Peut-on faire confiance aux agences de notation?
Publié le Par Jennifer Declémy
Les agences de notation peuvent-elles continuer à noter impunément les pays sans que personne ne vienne remettre en compte ce jugement ? La question se pose plus que jamais aujourd'hui, au vu de leur histoire.
La dégradation de la note souveraine de la France par Standard & Poor’s a relancé le débat sur la pertinence des agences de notation, érigé en pythies suprêmes des marchés financiers pour certains, vilipendées par d’autres pour leurs nombreuses erreurs au cours des années et leurs jugements contradictoires, voire subjectifs.
Même si les français n’ont découvert l’existence de ces établissements économico-financiers que fort récemment, les agences de notation existent pourtant depuis plus d’un siècle et demi et ont une origine française. En effet, l’origine de cette institution remonte à 1833, quand le français Eugène-François Vidocq créa un bureau de renseignements pour le commerce qui avait pour mission de recueillir toutes les informations possibles sur les emprunteurs.
C’est de cette idée que l’agence américaine Dun est apparue, chargée de fournir des rapports sur les chefs d’entreprise. Par la suite, un rapport rédigé en 1861 sur la solvabilité de la compagnie des chemins de fer donne naissance à un embryon de l’agence Standard & Poor’s qui naitra officiellement en 1916.
En 1909 c’est l’agence Moody’s qui est instituée et qui se donne pour mission de juger des risques, en s’appuyant sur une grille de notation. Apparaissent en filigrane les notes des états, qui verront le jour en 1918. En 1924 c’est l’agence Fitch qui apparait.
L’importance que l’on accorde aujourd’hui aux agences de notation date de 1931, quand les Etats-Unis décidèrent d’obliger les banques à s’appuyer sur les notes décernées par les agences de notation pour faire leurs bilans. Mais après la seconde guerre mondiale, les agences arrêteront, pendant un temps, de noter les états, jusqu’en 1975 où un changement apparait alors : désormais ce sont les états qui paient pour être notés.
Si depuis 2008 les agences de notation sont sous le feu des critiques, pour n’avoir pas remarqué à temps la faillite d’Enron en 2001 ou pour n’avoir pas non plus repéré la crise des subprimes, c’est aussi pour l’impact que ces notes ont sur les pays, qui est désormais en cause.

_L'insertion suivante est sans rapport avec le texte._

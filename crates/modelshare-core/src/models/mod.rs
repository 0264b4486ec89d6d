//! Data models for ModelShare.
//!
//! Wire names are camelCase so the same JSON is produced by the store, the
//! RPC server and any front end consuming it.

mod catalog;
mod model;
mod review;
mod user;

pub use catalog::*;
pub use model::*;
pub use review::*;
pub use user::*;

pub type ModelId = i64;
pub type VersionId = i64;
pub type UserId = i64;
pub type ReviewId = i64;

Mais ce n’est pas la première fois que ces institutions financières sont accusées d’avoir précipité un pays dans la crise. Ainsi, quand Moody’s dégrada la Grèce en 1931, ce qui eut pour conséquence directe de faire grimper ses taux d’intérêts et la spirale s’enclencha : les exportations de produits agricoles chutèrent et les prix en Grèce flambèrent. Un an plus tard les remboursements furent stoppés et face à une opposition virulente, le pouvoir en place limita la liberté de la presse tandis que le pays sombrait peu à peu dans une crise non seulement économique, mais aussi politique. Un coup d’état eut lieu et ramena les monarchistes au pouvoir, qui mirent en place une dictature de type fasciste.
Cet exemple seul tend à se demander si accorder tant d’importance au jugement d’une agence de notation est la voie à suivre pour redresser une économie. Certes cela impacte directement sur les taux d’intérêt entre autres, mais cela induit aussi et surtout des politiques d’austérité qui enclenchent alors une spirale infernale.

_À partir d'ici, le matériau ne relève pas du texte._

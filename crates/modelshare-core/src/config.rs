//! Centralized configuration for ModelShare.
//!
//! Constants for version navigation, route building, networking, storage
//! paths and the model catalogue.

use std::time::Duration;

/// Application-level configuration.
pub struct AppConfig;

impl AppConfig {
    pub const APP_NAME: &'static str = "Model Share";
    pub const USER_AGENT: &'static str = "ModelShare/0.1";
}

/// Version navigator behaviour.
pub struct NavigatorConfig;

impl NavigatorConfig {
    /// Horizontal distance covered by one paging activation.
    pub const PAGE_STEP: f64 = 200.0;
    /// Sub-pixel tolerance applied at the right scroll edge.
    pub const EDGE_TOLERANCE: f64 = 1.0;
    /// Gap between version buttons.
    pub const ITEM_SPACING: u16 = 4;
    /// Size of the menu and warning icons.
    pub const ICON_SIZE: u16 = 14;
}

/// Route prefixes for page navigation.
pub struct RoutesConfig;

impl RoutesConfig {
    pub const MODELS_PREFIX: &'static str = "/models";
    pub const MODELS_V2_PREFIX: &'static str = "/models/v2";
    pub const MODEL_VERSIONS_SEGMENT: &'static str = "model-versions";
    pub const DOWNLOAD_PREFIX: &'static str = "/api/download/models";
    pub const HOME: &'static str = "/";
}

/// Network-related configuration for the remote data service.
pub struct NetworkConfig;

impl NetworkConfig {
    pub const REQUEST_TIMEOUT: Duration = Duration::from_secs(15);
    pub const RPC_PATH: &'static str = "rpc";
    pub const HEALTH_PATH: &'static str = "health";
}

/// Storage paths.
pub struct PathsConfig;

impl PathsConfig {
    pub const DATA_DIR_NAME: &'static str = "modelshare";
    pub const DATABASE_FILENAME: &'static str = "modelshare.sqlite";
}

/// Model catalogue constants.
pub struct CatalogConfig;

impl CatalogConfig {
    pub const BASE_MODELS: [&'static str; 6] =
        ["SD 1.4", "SD 1.5", "SD 2.0", "SD 2.1", "SD 2.0 768", "Other"];
    /// Gallery controls appear above this many images.
    pub const GALLERY_CONTROLS_THRESHOLD: usize = 2;
}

Face à ce dilemme éthique, les candidats à la présidentielle française hésitent entre plusieurs postures variées même s’ils partagent tous un même constat : ce n’est pas aux agences de notation de décider de la politique économique française. Bien. Mais au-delà de cette posture, des idées neuves et innovantes sont difficiles à trouver dans le débat présidentiel.
Le PS et le Modem voudraient créer une agence publique de notation européenne, Europe Ecologie voudrait pareil, mais en différent. L’UMP veut recadrer le travail desdites agences. Quant au FN et au Parti de Gauche, eux veulent simplement passer outre ces agences. Et même l’Union Européenne, par la voix de Mario Draghi, a appelé à « apprendre à se passer » des funestes agences.

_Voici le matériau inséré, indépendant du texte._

//! Public API surface of [`ModelShareApi`].
//!
//! Data service calls are forwarded to whichever backend the instance was
//! built with. The struct definitions remain in `lib.rs`.

mod builder;

pub use builder::ModelShareApiBuilder;

use std::sync::Arc;

use crate::error::Result;
use crate::models::{
    Model, ModelId, Review, ReviewQuery, User, UserId, UserQuery, UserSummary, UserUpdate,
    VersionId,
};
use crate::navigator::Measure;
use crate::page::ModelPage;
use crate::store::{DataService, DynDataService, SqliteStore};
use crate::{ApiInner, ModelShareApi};

impl ModelShareApi {
    /// Create a builder for ModelShareApi.
    pub fn builder() -> ModelShareApiBuilder {
        ModelShareApiBuilder::new()
    }

    /// Open (creating if needed) a local database at `db_path`.
    pub async fn open(db_path: impl Into<std::path::PathBuf>) -> Result<Self> {
        Self::builder()
            .database(db_path)
            .auto_create_dirs(true)
            .build()
            .await
    }

    /// Connect to a running `modelshare-rpc` server.
    pub async fn connect(base_url: &str) -> Result<Self> {
        Self::builder().remote(base_url).build().await
    }

    /// Returns true if this instance owns a local database.
    pub fn is_local(&self) -> bool {
        matches!(&self.inner, ApiInner::Local(_))
    }

    /// The local store, for seeding. `None` in remote mode.
    pub fn store(&self) -> Option<&Arc<SqliteStore>> {
        match &self.inner {
            ApiInner::Local(store) => Some(store),
            ApiInner::Remote(_) => None,
        }
    }

    /// Shared handle to the active data service.
    pub fn data_service(&self) -> DynDataService {
        match &self.inner {
            ApiInner::Local(store) => store.clone() as DynDataService,
            ApiInner::Remote(client) => client.clone() as DynDataService,
        }
    }

    fn service(&self) -> &dyn DataService {
        match &self.inner {
            ApiInner::Local(store) => &**store as &dyn DataService,
            ApiInner::Remote(client) => &**client as &dyn DataService,
        }
    }

    // ========================================
    // Models
    // ========================================

    pub async fn get_model_by_id(&self, id: ModelId) -> Result<Model> {
        self.service().get_model_by_id(id).await
    }

    pub async fn delete_model(&self, id: ModelId) -> Result<ModelId> {
        self.service().delete_model(id).await
    }

    pub async fn delete_model_version(&self, id: VersionId) -> Result<VersionId> {
        self.service().delete_model_version(id).await
    }

    /// Load a model and open its page for `viewer`.
    pub async fn open_model_page<M: Measure>(
        &self,
        id: ModelId,
        viewer: Option<UserId>,
        measure: M,
    ) -> Result<ModelPage<M>> {
        let model = self.get_model_by_id(id).await?;
        Ok(ModelPage::new(model, viewer, measure))
    }

    // ========================================
    // Reviews
    // ========================================

    pub async fn list_reviews(&self, query: &ReviewQuery) -> Result<Vec<Review>> {
        self.service().list_reviews(query).await
    }

    // ========================================
    // Users
    // ========================================

    pub async fn list_users(&self, query: &UserQuery) -> Result<Vec<UserSummary>> {
        self.service().list_users(query).await
    }

    pub async fn get_user_by_id(&self, id: UserId) -> Result<User> {
        self.service().get_user_by_id(id).await
    }

    pub async fn update_user(&self, update: &UserUpdate) -> Result<User> {
        self.service().update_user(update).await
    }

    pub async fn delete_user(&self, id: UserId) -> Result<User> {
        self.service().delete_user(id).await
    }
}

Le débat est donc ouvert en France, sur la pertinence de ces agences de notation qui apparait de plus en plus relative. Ce sera sans doute une des questions qui opposera les différents candidats même si, pour le moment, rien de concret n’est mis sur la table. En outre, une réforme d’ampleur devra sans doute passer par un consensus européen sur ce sujet.